The first line of the data below and every line after it, through the one with "const RETRY_ONE_TO_THREE: &str", must be transcribed without change.

- Supplied material:
* * * * * * * * *
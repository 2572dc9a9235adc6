use std::process::ExitCode;

use alerter_config::AppConfig;
use alerter_core::{ErrorKind, LineConsole};
use clap::Parser;
use college_alerter::cli::Cli;
use college_alerter::logging::init_logging;
use college_alerter::router;
use college_alerter::state::init_app_state;
use dotenvy::dotenv;

fn main() -> ExitCode {
    dotenv().ok();

    let cli = Cli::parse();
    let config = cli.apply(AppConfig::from_env());
    let _log_guard = init_logging(&config);
    tracing::debug!(?config, "Configuration loaded");

    let mut state = match init_app_state(config) {
        Ok(state) => state,
        Err(e) => {
            eprintln!("❌ Failed to initialise application state: {}", e);
            return ExitCode::FAILURE;
        }
    };

    let mut console = LineConsole::stdio(state.config.clear_screen);
    match router::run(&mut state, &mut console) {
        Ok(()) => ExitCode::SUCCESS,
        Err(e) if e.kind == ErrorKind::InputClosed => {
            tracing::warn!("Input closed before Exit was selected");
            eprintln!("\n❌ Input closed before Exit was selected.");
            ExitCode::FAILURE
        }
        Err(e) => {
            tracing::error!(error = %e, "Console failure");
            eprintln!("\n❌ Console error: {}", e);
            ExitCode::FAILURE
        }
    }
}
pub mod controller;
pub mod model;
pub mod service;

pub use model::*;
pub use service::AuthService;
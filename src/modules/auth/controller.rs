use alerter_core::{AppError, Console, read_choice};
use alerter_models::{Role, RoleKind, StaffPosition};

use super::model::{LoginRequest, RegisterRequest, Session};
use super::service::AuthService;
use crate::state::AppState;

const RETRY_ONE_TO_THREE: &str = "Invalid input. Please enter 1, 2, or 3: ";

/// Registration screen.
///
/// The duplicate-email check runs right after the email is entered, so a
/// taken address aborts before the remaining fields are asked for.
pub fn register<C: Console + ?Sized>(state: &mut AppState, console: &mut C) -> Result<(), AppError> {
    console.write_line("--- Registration ---")?;
    let name = console.prompt("Enter Name: ")?;
    let email = console.prompt("Enter Email: ")?;

    if let Err(e) = AuthService::ensure_email_available(&state.store, &email) {
        report_rejection(console, e)?;
        return console.pause("Press Enter to return to the main menu...");
    }

    let phone = console.prompt("Enter Phone Number: ")?;
    let password = console.prompt("Enter Password: ")?;
    let role = prompt_role(console)?;

    let dto = RegisterRequest {
        name,
        email,
        phone,
        password,
        role,
    };
    match AuthService::register_user(&mut state.store, dto) {
        Ok(_) => console.write_str("\nRegistration Successful!\n")?,
        Err(e) => report_rejection(console, e)?,
    }
    console.pause("Press Enter to return to the main menu...")
}

fn prompt_role<C: Console + ?Sized>(console: &mut C) -> Result<Role, AppError> {
    console.write_str("\nSelect Role:\n")?;
    console.write_str("1. Student\n2. Teacher\n3. Non-Teaching Staff\n")?;
    console.write_str("Enter role choice: ")?;
    let role = match read_choice(console, RoleKind::from_choice, RETRY_ONE_TO_THREE)? {
        RoleKind::Student => Role::Student {
            student_id: console.prompt("Enter Student ID Number: ")?,
        },
        RoleKind::Teacher => Role::Teacher {
            position: console
                .prompt("Enter Teacher Position (e.g., Professor, Asst. Professor): ")?,
        },
        RoleKind::Staff => Role::Staff {
            position: prompt_staff_position(console)?,
        },
    };
    Ok(role)
}

fn prompt_staff_position<C: Console + ?Sized>(console: &mut C) -> Result<StaffPosition, AppError> {
    console.write_str("\nSelect Non-Teaching Staff Role:\n")?;
    console.write_str("1. Librarian\n2. Watchman\n3. Other Clerical/Support Staff\n")?;
    console.write_str("Enter staff role choice: ")?;
    read_choice(console, StaffPosition::from_choice, RETRY_ONE_TO_THREE)
}

/// Login screen. Returns the session on success; on failure the user is
/// told and `None` sends them back to the main menu.
pub fn login<C: Console + ?Sized>(
    state: &AppState,
    console: &mut C,
) -> Result<Option<Session>, AppError> {
    console.write_line("--- Login ---")?;
    let email = console.prompt("Enter Email: ")?;
    let password = console.prompt("Enter Password: ")?;

    match AuthService::login_user(&state.store, LoginRequest { email, password }) {
        Ok(session) => {
            console.write_str(&format!(
                "\nLogin Successful! Welcome, {}.\n",
                session.user.name
            ))?;
            console.pause("Press Enter to continue...")?;
            Ok(Some(session))
        }
        Err(e) if e.is_recoverable() => {
            console.write_str(&format!("\nLogin Failed: {}.\n", e))?;
            console.pause("Press Enter to return to the main menu...")?;
            Ok(None)
        }
        Err(e) => Err(e),
    }
}

fn report_rejection<C: Console + ?Sized>(console: &mut C, e: AppError) -> Result<(), AppError> {
    if !e.is_recoverable() {
        return Err(e);
    }
    console.write_str(&format!("\nError: {}.\n", e))
}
* * * * * * * * *
- Response to the task:
repository 2572dc9a9235adc6
use std::process::ExitCode;

use alerter_config::AppConfig;
use alerter_core::{ErrorKind, LineConsole};
use clap::Parser;
use college_alerter::cli::Cli;
use college_alerter::logging::init_logging;
use college_alerter::router;
use college_alerter::state::init_app_state;
use dotenvy::dotenv;

fn main() -> ExitCode {
    dotenv().ok();

    let cli = Cli::parse();
    let config = cli.apply(AppConfig::from_env());
    let _log_guard = init_logging(&config);
    tracing::debug!(?config, "Configuration loaded");

    let mut state = match init_app_state(config) {
        Ok(state) => state,
        Err(e) => {
            eprintln!("❌ Failed to initialise application state: {}", e);
            return ExitCode::FAILURE;
        }
    };

    let mut console = LineConsole::stdio(state.config.clear_screen);
    match router::run(&mut state, &mut console) {
        Ok(()) => ExitCode::SUCCESS,
        Err(e) if e.kind == ErrorKind::InputClosed => {
            tracing::warn!("Input closed before Exit was selected");
            eprintln!("\n❌ Input closed before Exit was selected.");
            ExitCode::FAILURE
        }
        Err(e) => {
            tracing::error!(error = %e, "Console failure");
            eprintln!("\n❌ Console error: {}", e);
            ExitCode::FAILURE
        }
    }
}
pub mod controller;
pub mod model;
pub mod service;

pub use model::*;
pub use service::AuthService;
filename src/modules/auth/controller.rs
use alerter_core::{AppError, Console, read_choice};
use alerter_models::{Role, RoleKind, StaffPosition};

use super::model::{LoginRequest, RegisterRequest, Session};
use super::service::AuthService;
use crate::state::AppState;

const RETRY_ONE_TO_THREE: &str = "Invalid input. Please enter 1, 2, or 3: ";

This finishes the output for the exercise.